The guidance states that the controller should review the audit report (where available). Still, it is necessary to be aware of whether the audit report relates to the processing activities carried out by the cloud provider for the controller.

In the absence of relevant audit reports, the controller shall ensure that they are entitled to require an audit of the processing operations.


The new guidance underlines the previous announcements from the Danish Data Protection Agency regarding transfers to third countries and additional measures.

The most important thing to be aware of in connection with the use of cloud services outside the EU/EEA (third countries) is the Transfer Impact Assessment (TIA) to be prepared and the assessment of whether additional measures should be introduced. The TIA assessment is relatively new and has been introduced on the basis of the Schrems II decision. The guidance merely emphasises that the procedure laid down in the Danish Data Protection Agency's "Guidance on the transfer of persons to third countries" and the recommendations from the EDPB must continue to be followed.

However, the guidance also touches on the particular challenge of transfers of personal data to the United States, which has been raised by Schrems II and, in particular, by the new decisions from Austria and France on Google Analytics.

The Danish Data Protection Agency mentions that effective additional technical measures must be implemented in cases where a cloud provider in the USA is covered by FISA 702, which they most often are.
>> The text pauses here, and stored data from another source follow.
//! Shared request plumbing for the Google REST APIs.
//!
//! Every call carries the access token as a bearer credential. Responses are
//! classified into [`ProviderError`] codes the sync engine knows how to
//! recover from: 401 asks for a token refresh, 404/410 flags a stale
//! reference, quota errors become rate limits.

use std::time::Duration;

use reqwest::{Method, RequestBuilder, Response, StatusCode};
use serde::Serialize;
use serde::de::DeserializeOwned;
use serde_json::Value;
use tracing::{debug, warn};

use crate::error::{ProviderError, ProviderResult};

/// Default request timeout for Google API calls.
pub const DEFAULT_API_TIMEOUT: Duration = Duration::from_secs(30);

/// A bearer-authenticated JSON client bound to one API base URL.
#[derive(Debug, Clone)]
pub(crate) struct GoogleHttp {
    client: reqwest::Client,
    base_url: String,
}

impl GoogleHttp {
    pub(crate) fn new(base_url: impl Into<String>, timeout: Duration) -> Self {
        let client = reqwest::Client::builder()
            .timeout(timeout)
            .build()
            .expect("failed to create HTTP client");

        Self {
            client,
            base_url: base_url.into().trim_end_matches('/').to_string(),
        }
    }

    pub(crate) fn base_url(&self) -> &str {
        &self.base_url
    }

    fn request(&self, method: Method, token: &str, path: &str) -> RequestBuilder {
        self.client
            .request(method, format!("{}{}", self.base_url, path))
            .bearer_auth(token)
    }

    /// GETs `path` with query parameters and decodes the JSON body.
    pub(crate) async fn get<T: DeserializeOwned>(
        &self,
        token: &str,
        path: &str,
        query: &[(&str, String)],
    ) -> ProviderResult<T> {
        let response = send(self.request(Method::GET, token, path).query(query)).await?;
        parse(response).await
    }

    /// Sends a JSON body with `method` and decodes the JSON reply.
    pub(crate) async fn send_json<B, T>(
        &self,
        method: Method,
        token: &str,
        path: &str,
        body: &B,
    ) -> ProviderResult<T>
    where
        B: Serialize + ?Sized,
        T: DeserializeOwned,
    {
        let response = send(self.request(method, token, path).json(body)).await?;
        parse(response).await
    }

    /// DELETEs `path`, ignoring the (empty) body.
    pub(crate) async fn delete(&self, token: &str, path: &str) -> ProviderResult<()> {
        send(self.request(Method::DELETE, token, path)).await?;
        Ok(())
    }
}

/// Percent-encodes one path segment.
pub(crate) fn segment(raw: &str) -> String {
    urlencoding::encode(raw).into_owned()
}

async fn send(request: RequestBuilder) -> ProviderResult<Response> {
    let response = request.send().await.map_err(|e| {
        if e.is_timeout() {
            ProviderError::network("request timeout").with_source(e)
        } else if e.is_connect() {
            ProviderError::network(format!("connection failed: {}", e)).with_source(e)
        } else {
            ProviderError::network(format!("request failed: {}", e)).with_source(e)
        }
    })?;

    let status = response.status();
    if status.is_success() {
        return Ok(response);
    }

    let retry_after = response
        .headers()
        .get("Retry-After")
        .and_then(|v| v.to_str().ok())
        .and_then(|s| s.parse::<u64>().ok());
    let body = response.text().await.unwrap_or_default();
    let err = classify(status, &body, retry_after);
    debug!(%status, code = %err.code(), "google API call failed");
    Err(err)
}

async fn parse<T: DeserializeOwned>(response: Response) -> ProviderResult<T> {
    let body = response
        .text()
        .await
        .map_err(|e| ProviderError::network(format!("failed to read response: {}", e)))?;
    serde_json::from_str(&body).map_err(|e| {
        warn!("unexpected Google API payload: {}", e);
        ProviderError::invalid_response(format!("failed to parse response: {}", e)).with_source(e)
    })
}

/// Decodes the elements of a listing one by one.
///
/// An element that does not match `T` is left out and reported as a
/// validation message naming its id, so one bad item never costs the page.
pub(crate) fn decode_items<T: DeserializeOwned>(items: Vec<Value>) -> (Vec<T>, Vec<String>) {
    let mut decoded = Vec::with_capacity(items.len());
    let mut invalid = Vec::new();
    for item in items {
        let id = item["id"].as_str().unwrap_or("<no id>").to_string();
        match serde_json::from_value(item) {
            Ok(value) => decoded.push(value),
            Err(e) => {
                warn!(%id, "skipping undecodable item: {}", e);
                invalid.push(format!(
                    "{}: {}",
                    id,
                    ProviderError::validation(format!("unexpected item shape: {}", e))
                ));
            }
        }
    }
    (decoded, invalid)
}

/// Maps an unsuccessful status and its body to an error.
pub(crate) fn classify(status: StatusCode, body: &str, retry_after: Option<u64>) -> ProviderError {
    let (message, reason) = error_details(body);
    let message = message.unwrap_or_else(|| format!("HTTP {}", status));

    match status {
        StatusCode::UNAUTHORIZED => ProviderError::auth_expired(message),
        StatusCode::FORBIDDEN
            if matches!(
                reason.as_deref(),
                Some("rateLimitExceeded" | "userRateLimitExceeded" | "quotaExceeded")
            ) =>
        {
            ProviderError::rate_limited(message)
        }
        StatusCode::FORBIDDEN => ProviderError::authentication(format!("access denied: {}", message)),
        StatusCode::NOT_FOUND | StatusCode::GONE => ProviderError::not_found(message),
        StatusCode::TOO_MANY_REQUESTS => ProviderError::rate_limited(format!(
            "{}{}",
            message,
            retry_after
                .map(|s| format!(", retry after {} seconds", s))
                .unwrap_or_default()
        )),
        StatusCode::BAD_REQUEST => ProviderError::validation(message),
        s if s.is_server_error() => ProviderError::server(format!("API error ({}): {}", s, message)),
        s => ProviderError::bad_request(format!("API error ({}): {}", s, message)),
    }
}

/// Extracts `error.message` and the first `error.errors[].reason`.
fn error_details(body: &str) -> (Option<String>, Option<String>) {
    let Ok(value) = serde_json::from_str::<Value>(body) else {
        return (None, None);
    };
    let error = &value["error"];
    let message = error["message"].as_str().map(str::to_string);
    let reason = error["errors"][0]["reason"].as_str().map(str::to_string);
    (message, reason)
}

#[cfg(test)]
mod tests {
    use super::*;
    use serde::Deserialize;

    #[derive(Debug, Deserialize)]
    struct Item {
        id: String,
        size: u32,
    }

    #[test]
    fn undecodable_items_are_reported_individually() {
        let items = vec![
            serde_json::json!({"id": "a", "size": 1}),
            serde_json::json!({"id": "b", "size": "large"}),
            serde_json::json!({"size": 3}),
            serde_json::json!({"id": "d", "size": 4}),
        ];
        let (decoded, invalid): (Vec<Item>, _) = decode_items(items);
        let ids: Vec<_> = decoded.iter().map(|i| i.id.as_str()).collect();
        assert_eq!(ids, ["a", "d"]);
        assert_eq!(decoded[1].size, 4);
        assert_eq!(invalid.len(), 2);
        assert!(invalid[0].starts_with("b: validation_error"));
        assert!(invalid[1].starts_with("<no id>: "));
    }
    use crate::error::ProviderErrorCode;

    fn code(status: u16, body: &str) -> ProviderErrorCode {
        classify(StatusCode::from_u16(status).unwrap(), body, None).code()
    }

    #[test]
    fn status_classification() {
        assert_eq!(code(401, ""), ProviderErrorCode::AuthExpired);
        assert_eq!(code(403, ""), ProviderErrorCode::AuthenticationFailed);
        assert_eq!(code(404, ""), ProviderErrorCode::NotFound);
        assert_eq!(code(410, ""), ProviderErrorCode::NotFound);
        assert_eq!(code(429, ""), ProviderErrorCode::RateLimited);
        assert_eq!(code(400, ""), ProviderErrorCode::ValidationError);
        assert_eq!(code(503, ""), ProviderErrorCode::ServerError);
        assert_eq!(code(409, ""), ProviderErrorCode::BadRequest);
    }

    #[test]
    fn quota_forbidden_is_rate_limit() {
        let body = r#"{"error":{"code":403,"message":"Rate Limit Exceeded",
            "errors":[{"reason":"rateLimitExceeded"}]}}"#;
        let err = classify(StatusCode::FORBIDDEN, body, None);
        assert_eq!(err.code(), ProviderErrorCode::RateLimited);
        assert_eq!(err.message(), "Rate Limit Exceeded");
    }

    #[test]
    fn retry_after_in_message() {
        let err = classify(StatusCode::TOO_MANY_REQUESTS, "", Some(7));
        assert!(err.message().ends_with("retry after 7 seconds"));
    }

    #[test]
    fn segments_are_encoded() {
        assert_eq!(segment("team@group.calendar.google.com"), "team%40group.calendar.google.com");
        assert_eq!(segment("L1"), "L1");
    }
}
However, the Danish Data Protection Agency stresses that if such a cloud provider has access to personal data in plain text, the Danish Data Protection Agency cannot at this time provide any additional technical measures that can be considered effective.

In addition, the Danish Data Protection Agency states in the guidelines that it is necessary for the data controller to be aware of whether cloud providers located within the EU/EEA may be met with requests for access to personal data from a third country. This may, for example, be on the basis of the cloud provider's group structure, where the parent company is established in a third country. This will be the case, for example, for U.S. cloud providers under the U.S. Cloud Act. In the opinion of the Danish Data Protection Agency, such a transfer to the authorities of a third country would be a breach of personal data security.


Although the Danish Data Protection Agency's new guidance on the use of cloud services goes far and wide around the challenges associated with their use, we must note that it does not bring much new. Users of cloud services in third countries, including in particular the United States, continue to face the same challenges concerning the transfer of personal data outside the EU/EEA, and the guidance does not provide a real solution to this.